--- Supplied data ---

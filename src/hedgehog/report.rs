//! Report Export
//!
//! Renders the cached analysis as a plain text download or as a standalone
//! HTML report with the three profile lists.

use super::types::Category;
use chrono::Local;
use pulldown_cmark::{html, Options, Parser};
use serde::{Deserialize, Serialize};
use std::collections::HashMap;

/// Date format used in the HTML report
pub const REPORT_DATE_FORMAT: &str = "%Y-%m-%d";

const REPORT_TEMPLATE: &str = r#"<!DOCTYPE html>
<html>
<head>
    <meta charset="utf-8">
    <title>Hedgehog Analysis - {{DATE}}</title>
    <style>
        body { font-family: Arial, sans-serif; margin: 40px; line-height: 1.6; }
        h1 { color: #1E3A8A; }
        h2 { color: #2563EB; margin-top: 30px; }
        .container { max-width: 800px; margin: 0 auto; }
        .header { text-align: center; margin-bottom: 40px; }
        .footer { text-align: center; margin-top: 50px; font-size: 0.8em; color: #6B7280; }
        .analysis { background-color: #f8fafc; padding: 20px; border-radius: 5px; }
        .section { margin-bottom: 30px; }
    </style>
</head>
<body>
    <div class="container">
        <div class="header">
            <h1>Hedgehog Concept Analysis</h1>
            <p>Generated on {{DATE}}</p>
        </div>
{{SECTIONS}}
        <div class="section">
            <h2>AI Analysis</h2>
            <div class="analysis">
                {{ANALYSIS}}
            </div>
        </div>

        <div class="footer">
            <p>Based on Jim Collins' Hedgehog Concept from "Good to Great"</p>
        </div>
    </div>
</body>
</html>
"#;

/// Downloadable export formats
#[derive(Debug, Clone, Copy, Serialize, Deserialize, PartialEq, Eq)]
#[serde(rename_all = "snake_case")]
pub enum ExportFormat {
    Text,
    Html,
}

impl ExportFormat {
    pub fn from_slug(s: &str) -> Option<Self> {
        match s {
            "txt" | "text" => Some(ExportFormat::Text),
            "html" => Some(ExportFormat::Html),
            _ => None,
        }
    }

    pub fn slug(&self) -> &'static str {
        match self {
            ExportFormat::Text => "txt",
            ExportFormat::Html => "html",
        }
    }

    pub fn file_name(&self) -> &'static str {
        match self {
            ExportFormat::Text => "hedgehog_analysis.txt",
            ExportFormat::Html => "hedgehog_analysis.html",
        }
    }

    pub fn mime(&self) -> &'static str {
        match self {
            ExportFormat::Text => "text/plain",
            ExportFormat::Html => "text/html",
        }
    }
}

/// Inputs for one HTML report
pub struct ReportInput<'a> {
    pub passions: &'a [String],
    pub strengths: &'a [String],
    pub market_needs: &'a [String],
    /// Analysis markup, embedded as-is
    pub analysis: &'a str,
    pub date: String,
}

impl<'a> ReportInput<'a> {
    fn entries(&self, category: Category) -> &'a [String] {
        match category {
            Category::Passion => self.passions,
            Category::Strength => self.strengths,
            Category::MarketNeed => self.market_needs,
        }
    }
}

/// Today's date in the report format
pub fn report_date() -> String {
    Local::now().format(REPORT_DATE_FORMAT).to_string()
}

/// The plain text export is the analysis text itself
pub fn render_text(analysis: &str) -> String {
    analysis.to_string()
}

pub fn render_html(input: &ReportInput<'_>) -> String {
    let sections = Category::ALL
        .iter()
        .map(|category| render_section(category.heading(), input.entries(*category)))
        .collect::<Vec<_>>()
        .join("\n");

    let mut substitutions = HashMap::new();
    substitutions.insert("{{DATE}}".to_string(), html_escape(&input.date));
    substitutions.insert("{{SECTIONS}}".to_string(), sections);
    substitutions.insert("{{ANALYSIS}}".to_string(), input.analysis.to_string());

    substitute(REPORT_TEMPLATE, &substitutions)
}

/// Render one profile list as a report section
fn render_section(heading: &str, entries: &[String]) -> String {
    format!(
        r#"
        <div class="section">
            <h2>{}</h2>
            <ul>
                {}
            </ul>
        </div>
"#,
        heading,
        render_list_items(entries)
    )
}

pub fn render_list_items(entries: &[String]) -> String {
    entries
        .iter()
        .map(|entry| format!("<li>{}</li>", html_escape(entry)))
        .collect::<Vec<String>>()
        .join("")
}

/// Single pass over the template so substituted values are never rescanned
fn substitute(template: &str, substitutions: &HashMap<String, String>) -> String {
    let mut result = String::with_capacity(template.len());
    let mut rest = template;

    while let Some(start) = rest.find("{{") {
        result.push_str(&rest[..start]);
        let tail = &rest[start..];
        match tail.find("}}") {
            Some(end) => {
                let placeholder = &tail[..end + 2];
                match substitutions.get(placeholder) {
                    Some(value) => result.push_str(value),
                    None => result.push_str(placeholder),
                }
                rest = &tail[end + 2..];
            }
            None => {
                result.push_str(tail);
                rest = "";
            }
        }
    }
    result.push_str(rest);
    result
}

/// Render model Markdown (headings, lists, emphasis, tables) as HTML.
/// Inline HTML in the source is passed through.
pub fn markdown_to_html(markdown: &str) -> String {
    let mut options = Options::empty();
    options.insert(Options::ENABLE_TABLES);
    options.insert(Options::ENABLE_STRIKETHROUGH);

    let parser = Parser::new_ext(markdown, options);
    let mut rendered = String::with_capacity(markdown.len() * 3 / 2);
    html::push_html(&mut rendered, parser);
    rendered
}

/// Escape HTML special characters
pub fn html_escape(input: &str) -> String {
    input
        .replace('&', "&amp;")
        .replace('<', "&lt;")
        .replace('>', "&gt;")
        .replace('"', "&quot;")
        .replace('\'', "&#x27;")
}
//! Prompt for the Hedgehog analysis request.

/// Build the instructional prompt around bulleted blocks of the user's entries.
pub fn build_prompt(passions: &[String], strengths: &[String], market_needs: &[String]) -> String {
    format!(
        r#"You are an expert career coach and personal development advisor. I'm going to share information about
a person's passions, strengths, and identified market needs based on Jim Collins' Hedgehog Concept.

Please analyze this information and provide:
1. A summary of how these three areas might intersect to form their "Hedgehog Concept" - their optimal
   career path or life focus
2. Specific, actionable directions for improving and developing their strengths
3. Suggestions for how they might better align their passions and strengths with market needs
4. Potential career paths or business opportunities that leverage all three areas

Format your response with clear headings and bullet points where appropriate. Be specific, practical,
and encouraging.

## USER'S PASSIONS (Activities they love doing and could do all night):
{}

## USER'S STRENGTHS (What they're naturally good at):
{}

## MARKET NEEDS (What they can provide that the world needs):
{}
"#,
        bullet_block(passions),
        bullet_block(strengths),
        bullet_block(market_needs),
    )
}

/// Format entries as a `- item` block, one per line
pub fn bullet_block(entries: &[String]) -> String {
    entries
        .iter()
        .map(|entry| format!("- {}", entry))
        .collect::<Vec<_>>()
        .join("\n")
}
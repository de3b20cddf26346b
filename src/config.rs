//! Server Configuration
//!
//! All settings come from the process environment. `main` loads a `.env`
//! file first, so the Google API key can live there as a local secret.

use crate::hedgehog::MAX_SESSION_TTL_MINUTES;
use std::env;

pub const DEFAULT_HOST: &str = "127.0.0.1";
pub const DEFAULT_PORT: u16 = 8080;
pub const DEFAULT_MODEL: &str = "gemini-2.5-flash";
pub const DEFAULT_API_BASE: &str = "https://generativelanguage.googleapis.com";
pub const DEFAULT_SESSION_TTL_MINUTES: i64 = 120;

/// Runtime configuration for the web server and the analysis client
#[derive(Debug, Clone)]
pub struct AppConfig {
    pub host: String,
    pub port: u16,
    /// Google API key; `None` when unset or blank
    pub api_key: Option<String>,
    pub model: String,
    pub api_base: String,
    /// Idle minutes before a session is discarded
    pub session_ttl_minutes: i64,
}

impl Default for AppConfig {
    fn default() -> Self {
        Self {
            host: DEFAULT_HOST.to_string(),
            port: DEFAULT_PORT,
            api_key: None,
            model: DEFAULT_MODEL.to_string(),
            api_base: DEFAULT_API_BASE.to_string(),
            session_ttl_minutes: DEFAULT_SESSION_TTL_MINUTES,
        }
    }
}

impl AppConfig {
    /// Read configuration from environment variables
    pub fn from_env() -> Self {
        Self::from_lookup(|key| env::var(key).ok())
    }

    /// Build configuration from an arbitrary key lookup.
    pub fn from_lookup<F>(lookup: F) -> Self
    where
        F: Fn(&str) -> Option<String>,
    {
        let defaults = Self::default();

        let port = match lookup("PORT") {
            Some(raw) => raw.trim().parse().unwrap_or_else(|_| {
                log::warn!("Invalid PORT value '{}', using {}", raw, DEFAULT_PORT);
                DEFAULT_PORT
            }),
            None => defaults.port,
        };

        let session_ttl_minutes = match lookup("SESSION_TTL_MINUTES") {
            Some(raw) => raw
                .trim()
                .parse::<i64>()
                .ok()
                .filter(|minutes| (1..=MAX_SESSION_TTL_MINUTES).contains(minutes))
                .unwrap_or_else(|| {
                    log::warn!(
                        "Invalid SESSION_TTL_MINUTES value '{}' (1..={}), using {}",
                        raw,
                        MAX_SESSION_TTL_MINUTES,
                        DEFAULT_SESSION_TTL_MINUTES
                    );
                    DEFAULT_SESSION_TTL_MINUTES
                }),
            None => defaults.session_ttl_minutes,
        };

        Self {
            host: non_blank(lookup("HOST")).unwrap_or(defaults.host),
            port,
            api_key: non_blank(lookup("GOOGLE_API_KEY")),
            model: non_blank(lookup("GEMINI_MODEL")).unwrap_or(defaults.model),
            api_base: non_blank(lookup("GEMINI_API_BASE"))
                .map(|base| base.trim_end_matches('/').to_string())
                .unwrap_or(defaults.api_base),
            session_ttl_minutes,
        }
    }
}

fn non_blank(value: Option<String>) -> Option<String> {
    value
        .map(|v| v.trim().to_string())
        .filter(|v| !v.is_empty())
}
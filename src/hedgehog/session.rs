//! Session State
//!
//! Each browser session owns one `HedgehogSession`: the three profile lists,
//! the current page, the cached analysis and a one-shot notice. Sessions live
//! in a `SessionStore` keyed by an opaque id and are discarded on reset or
//! after sitting idle past the configured TTL.

use super::analysis::AnalysisOutcome;
use super::navigation::{transition, AnalysisGate, Page};
use super::types::{Category, Notice};
use chrono::{DateTime, Duration, Utc};
use serde::{Deserialize, Serialize};
use std::collections::HashMap;
use std::sync::{Mutex, MutexGuard, PoisonError};
use uuid::Uuid;

// ============================================================
// ENTRY PARSING
// ============================================================

/// Split raw text into trimmed, non-empty lines, keeping their order.
pub fn parse_entries(raw: &str) -> Vec<String> {
    raw.lines()
        .map(str::trim)
        .filter(|line| !line.is_empty())
        .map(str::to_string)
        .collect()
}

// ============================================================
// HEDGEHOG SESSION
// ============================================================

/// State of one interactive session
#[derive(Debug, Clone, Serialize, Deserialize)]
pub struct HedgehogSession {
    pub id: Uuid,
    passions: Vec<String>,
    strengths: Vec<String>,
    market_needs: Vec<String>,
    analysis: Option<AnalysisOutcome>,
    page: Page,
    notice: Option<Notice>,
    pub created_at: DateTime<Utc>,
    pub last_seen: DateTime<Utc>,
}

impl HedgehogSession {
    pub fn new() -> Self {
        let now = Utc::now();
        Self {
            id: Uuid::new_v4(),
            passions: Vec::new(),
            strengths: Vec::new(),
            market_needs: Vec::new(),
            analysis: None,
            page: Page::default(),
            notice: None,
            created_at: now,
            last_seen: now,
        }
    }

    pub fn entries(&self, category: Category) -> &[String] {
        match category {
            Category::Passion => &self.passions,
            Category::Strength => &self.strengths,
            Category::MarketNeed => &self.market_needs,
        }
    }

    pub fn passions(&self) -> &[String] {
        &self.passions
    }

    pub fn strengths(&self) -> &[String] {
        &self.strengths
    }

    pub fn market_needs(&self) -> &[String] {
        &self.market_needs
    }

    /// Replace a list wholesale from multi-line text.
    ///
    /// Returns `false` when the text holds no usable line; the stored list is
    /// left as it was in that case. A successful save keeps the user on the
    /// profile page.
    pub fn replace_entries(&mut self, category: Category, raw: &str) -> bool {
        let entries = parse_entries(raw);
        if entries.is_empty() {
            return false;
        }

        match category {
            Category::Passion => self.passions = entries,
            Category::Strength => self.strengths = entries,
            Category::MarketNeed => self.market_needs = entries,
        }
        self.page = Page::Profile;
        true
    }

    pub fn page(&self) -> Page {
        self.page
    }

    pub fn navigate(&mut self, target: Page) -> Page {
        self.page = transition(self.page, target);
        self.page
    }

    pub fn analysis_gate(&self) -> AnalysisGate {
        AnalysisGate::evaluate(&self.passions, &self.strengths, &self.market_needs)
    }

    pub fn is_profile_complete(&self) -> bool {
        self.analysis_gate().is_open()
    }

    pub fn analysis(&self) -> Option<&AnalysisOutcome> {
        self.analysis.as_ref()
    }

    /// Cache an analysis outcome, replacing whatever was there (failures included).
    pub fn store_analysis(&mut self, outcome: AnalysisOutcome) {
        self.analysis = Some(outcome);
    }

    pub fn set_notice(&mut self, notice: Notice) {
        self.notice = Some(notice);
    }

    pub fn take_notice(&mut self) -> Option<Notice> {
        self.notice.take()
    }

    pub fn touch(&mut self, now: DateTime<Utc>) {
        self.last_seen = now;
    }

    pub fn is_expired(&self, now: DateTime<Utc>, ttl: Duration) -> bool {
        now - self.last_seen > ttl
    }
}

impl Default for HedgehogSession {
    fn default() -> Self {
        Self::new()
    }
}

// ============================================================
// SESSION STORE
// ============================================================

/// Longest accepted idle lifetime (one year)
pub const MAX_SESSION_TTL_MINUTES: i64 = 525_600;

/// In-memory store of live sessions
pub struct SessionStore {
    sessions: Mutex<HashMap<Uuid, HedgehogSession>>,
    ttl: Duration,
}

impl SessionStore {
    pub fn new(ttl_minutes: i64) -> Self {
        Self {
            sessions: Mutex::new(HashMap::new()),
            ttl: Duration::minutes(ttl_minutes.clamp(1, MAX_SESSION_TTL_MINUTES)),
        }
    }

    // Session data stays usable after a panicking handler, so poisoning is ignored.
    fn lock(&self) -> MutexGuard<'_, HashMap<Uuid, HedgehogSession>> {
        self.sessions.lock().unwrap_or_else(PoisonError::into_inner)
    }

    /// Start a new session and return its id
    pub fn create(&self) -> Uuid {
        let session = HedgehogSession::new();
        let id = session.id;
        self.lock().insert(id, session);
        log::debug!("Session {} started", id);
        id
    }

    /// The live session named by `id`, if any. Never creates one.
    pub fn find(&self, id: Option<Uuid>) -> Option<Uuid> {
        self.purge_expired();

        let id = id?;
        let mut sessions = self.lock();
        let session = sessions.get_mut(&id)?;
        session.touch(Utc::now());
        Some(id)
    }

    /// Return the live session for `id`, or start a new one.
    ///
    /// The boolean is `true` when a new session was created.
    pub fn resolve(&self, id: Option<Uuid>) -> (Uuid, bool) {
        match self.find(id) {
            Some(id) => (id, false),
            None => (self.create(), true),
        }
    }

    /// Run `f` against a live session under the store lock
    pub fn with_session<R>(&self, id: Uuid, f: impl FnOnce(&mut HedgehogSession) -> R) -> Option<R> {
        let mut sessions = self.lock();
        sessions.get_mut(&id).map(|session| {
            session.touch(Utc::now());
            f(session)
        })
    }

    /// Clone of a session's current state
    pub fn snapshot(&self, id: Uuid) -> Option<HedgehogSession> {
        self.lock().get(&id).cloned()
    }

    /// End a session. Returns whether it existed.
    pub fn remove(&self, id: Uuid) -> bool {
        let removed = self.lock().remove(&id).is_some();
        if removed {
            log::debug!("Session {} ended", id);
        }
        removed
    }

    pub fn purge_expired(&self) -> usize {
        self.purge_expired_at(Utc::now())
    }

    pub fn purge_expired_at(&self, now: DateTime<Utc>) -> usize {
        let mut sessions = self.lock();
        let before = sessions.len();
        let ttl = self.ttl;
        sessions.retain(|_, session| !session.is_expired(now, ttl));
        let purged = before - sessions.len();
        if purged > 0 {
            log::info!("Discarded {} idle session(s)", purged);
        }
        purged
    }

    pub fn len(&self) -> usize {
        self.lock().len()
    }

    pub fn is_empty(&self) -> bool {
        self.len() == 0
    }
}
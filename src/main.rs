//! Hedgehog Strength Finder - Main Entry Point
//!
//! Starts the web server for the Hedgehog Concept profile tool.

use hedgehog_finder::{api::run_server, config::AppConfig};

#[actix_web::main]
async fn main() -> std::io::Result<()> {
    // .env must be loaded before the logger reads RUST_LOG
    let dotenv_loaded = dotenvy::dotenv().is_ok();

    env_logger::init_from_env(env_logger::Env::default().default_filter_or("info"));

    println!("╔════════════════════════════════════════════════╗");
    println!("║   Hedgehog Strength Finder                     ║");
    println!("║   Passion → Strength → Market Need             ║");
    println!("╚════════════════════════════════════════════════╝");
    println!();

    if dotenv_loaded {
        log::info!("Loaded configuration from .env");
    }

    let config = AppConfig::from_env();
    if config.api_key.is_none() {
        log::warn!("GOOGLE_API_KEY is not set; analysis requests will report a configuration error");
    }

    run_server(config).await
}
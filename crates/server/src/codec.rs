//! Request-head decoding and response-head encoding.
//!
//! Only the head of a request is ever decoded: routing needs the request
//! line and handlers get the raw target, while request bodies stay on the
//! socket untouched. The response side writes a status line, the
//! accumulated headers and the terminating blank line; payload bytes are
//! copied separately by the response writer.

use std::borrow::Cow;

use bytes::{BufMut, BytesMut};
use http::header::HeaderName;
use http::{HeaderMap, HeaderValue, Method, StatusCode, Version};
use tokio::io::{AsyncRead, AsyncReadExt};

use crate::error::ParseError;

/// Maximum accepted size of a request head.
pub(crate) const MAX_HEAD_SIZE: usize = 8 * 1024;

/// Maximum number of request headers.
const MAX_HEADERS: usize = 64;

/// Decoded request line plus headers.
#[derive(Debug)]
pub(crate) struct RequestHead {
    pub(crate) method: Method,
    pub(crate) target: String,
    pub(crate) version: Version,
    pub(crate) headers: HeaderMap,
}

/// Reads from `reader` until a complete request head is buffered, then
/// parses it.
pub(crate) async fn read_head<R>(reader: &mut R) -> Result<RequestHead, ParseError>
where
    R: AsyncRead + Unpin,
{
    let mut buf = BytesMut::with_capacity(MAX_HEAD_SIZE);
    loop {
        if let Some(head) = parse_head(&buf)? {
            return Ok(head);
        }

        if buf.len() >= MAX_HEAD_SIZE {
            return Err(ParseError::too_large_header(buf.len(), MAX_HEAD_SIZE));
        }

        let read = reader.read_buf(&mut buf).await?;
        if read == 0 {
            return Err(ParseError::UnexpectedEof);
        }
    }
}

fn parse_head(buf: &[u8]) -> Result<Option<RequestHead>, ParseError> {
    let mut headers = [httparse::EMPTY_HEADER; MAX_HEADERS];
    let mut parsed = httparse::Request::new(&mut headers);

    match parsed.parse(buf) {
        Ok(httparse::Status::Complete(_)) => {}
        Ok(httparse::Status::Partial) => return Ok(None),
        Err(e) => return Err(ParseError::invalid_head(e)),
    }

    let method = parsed
        .method
        .ok_or_else(|| ParseError::invalid_head("missing method"))?
        .parse::<Method>()
        .map_err(ParseError::invalid_head)?;

    let target = parsed
        .path
        .ok_or_else(|| ParseError::invalid_head("missing request target"))?
        .to_string();

    let version = match parsed.version {
        Some(0) => Version::HTTP_10,
        Some(1) => Version::HTTP_11,
        other => return Err(ParseError::invalid_head(format!("unsupported http version: {other:?}"))),
    };

    let mut header_map = HeaderMap::with_capacity(parsed.headers.len());
    for header in parsed.headers.iter() {
        let name = HeaderName::from_bytes(header.name.as_bytes()).map_err(ParseError::invalid_head)?;
        let value = HeaderValue::from_bytes(header.value).map_err(ParseError::invalid_head)?;
        header_map.append(name, value);
    }

    Ok(Some(RequestHead { method, target, version, headers: header_map }))
}

/// Writes `HTTP/1.1 {status} {reason}\r\n` plus `headers` and the blank
/// line into `dst`.
///
/// A custom reason phrase wins over the canonical one; CR and LF inside it
/// are replaced so a caller-supplied message can't split the head.
pub(crate) fn encode_head(dst: &mut BytesMut, status: StatusCode, reason: Option<&str>, headers: &HeaderMap) {
    let reason = match reason {
        Some(custom) => sanitize_reason(custom),
        None => Cow::Borrowed(status.canonical_reason().unwrap_or("Unknown")),
    };

    dst.reserve(64 + headers.len() * 32);
    dst.put_slice(b"HTTP/1.1 ");
    dst.put_slice(status.as_str().as_bytes());
    dst.put_u8(b' ');
    dst.put_slice(reason.as_bytes());
    dst.put_slice(b"\r\n");

    for (name, value) in headers {
        dst.put_slice(name.as_str().as_bytes());
        dst.put_slice(b": ");
        dst.put_slice(value.as_bytes());
        dst.put_slice(b"\r\n");
    }
    dst.put_slice(b"\r\n");
}

fn sanitize_reason(reason: &str) -> Cow<'_, str> {
    if reason.contains(['\r', '\n']) {
        Cow::Owned(reason.replace(['\r', '\n'], " "))
    } else {
        Cow::Borrowed(reason)
    }
}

---

Would you please copy, word for word, everything above from the line containing "session was created." down to the line containing "let ttl = self.ttl;", those two lines included?

• **Solution**
    /// The boolean is `true` when a new session was created.
    pub fn resolve(&self, id: Option<Uuid>) -> (Uuid, bool) {
        match self.find(id) {
            Some(id) => (id, false),
            None => (self.create(), true),
        }
    }

    /// Run `f` against a live session under the store lock
    pub fn with_session<R>(&self, id: Uuid, f: impl FnOnce(&mut HedgehogSession) -> R) -> Option<R> {
        let mut sessions = self.lock();
        sessions.get_mut(&id).map(|session| {
            session.touch(Utc::now());
            f(session)
        })
    }

    /// Clone of a session's current state
    pub fn snapshot(&self, id: Uuid) -> Option<HedgehogSession> {
        self.lock().get(&id).cloned()
    }

    /// End a session. Returns whether it existed.
    pub fn remove(&self, id: Uuid) -> bool {
        let removed = self.lock().remove(&id).is_some();
        if removed {
            log::debug!("Session {} ended", id);
        }
        removed
    }

    pub fn purge_expired(&self) -> usize {
        self.purge_expired_at(Utc::now())
    }

    pub fn purge_expired_at(&self, now: DateTime<Utc>) -> usize {
        let mut sessions = self.lock();
        let before = sessions.len();
        let ttl = self.ttl;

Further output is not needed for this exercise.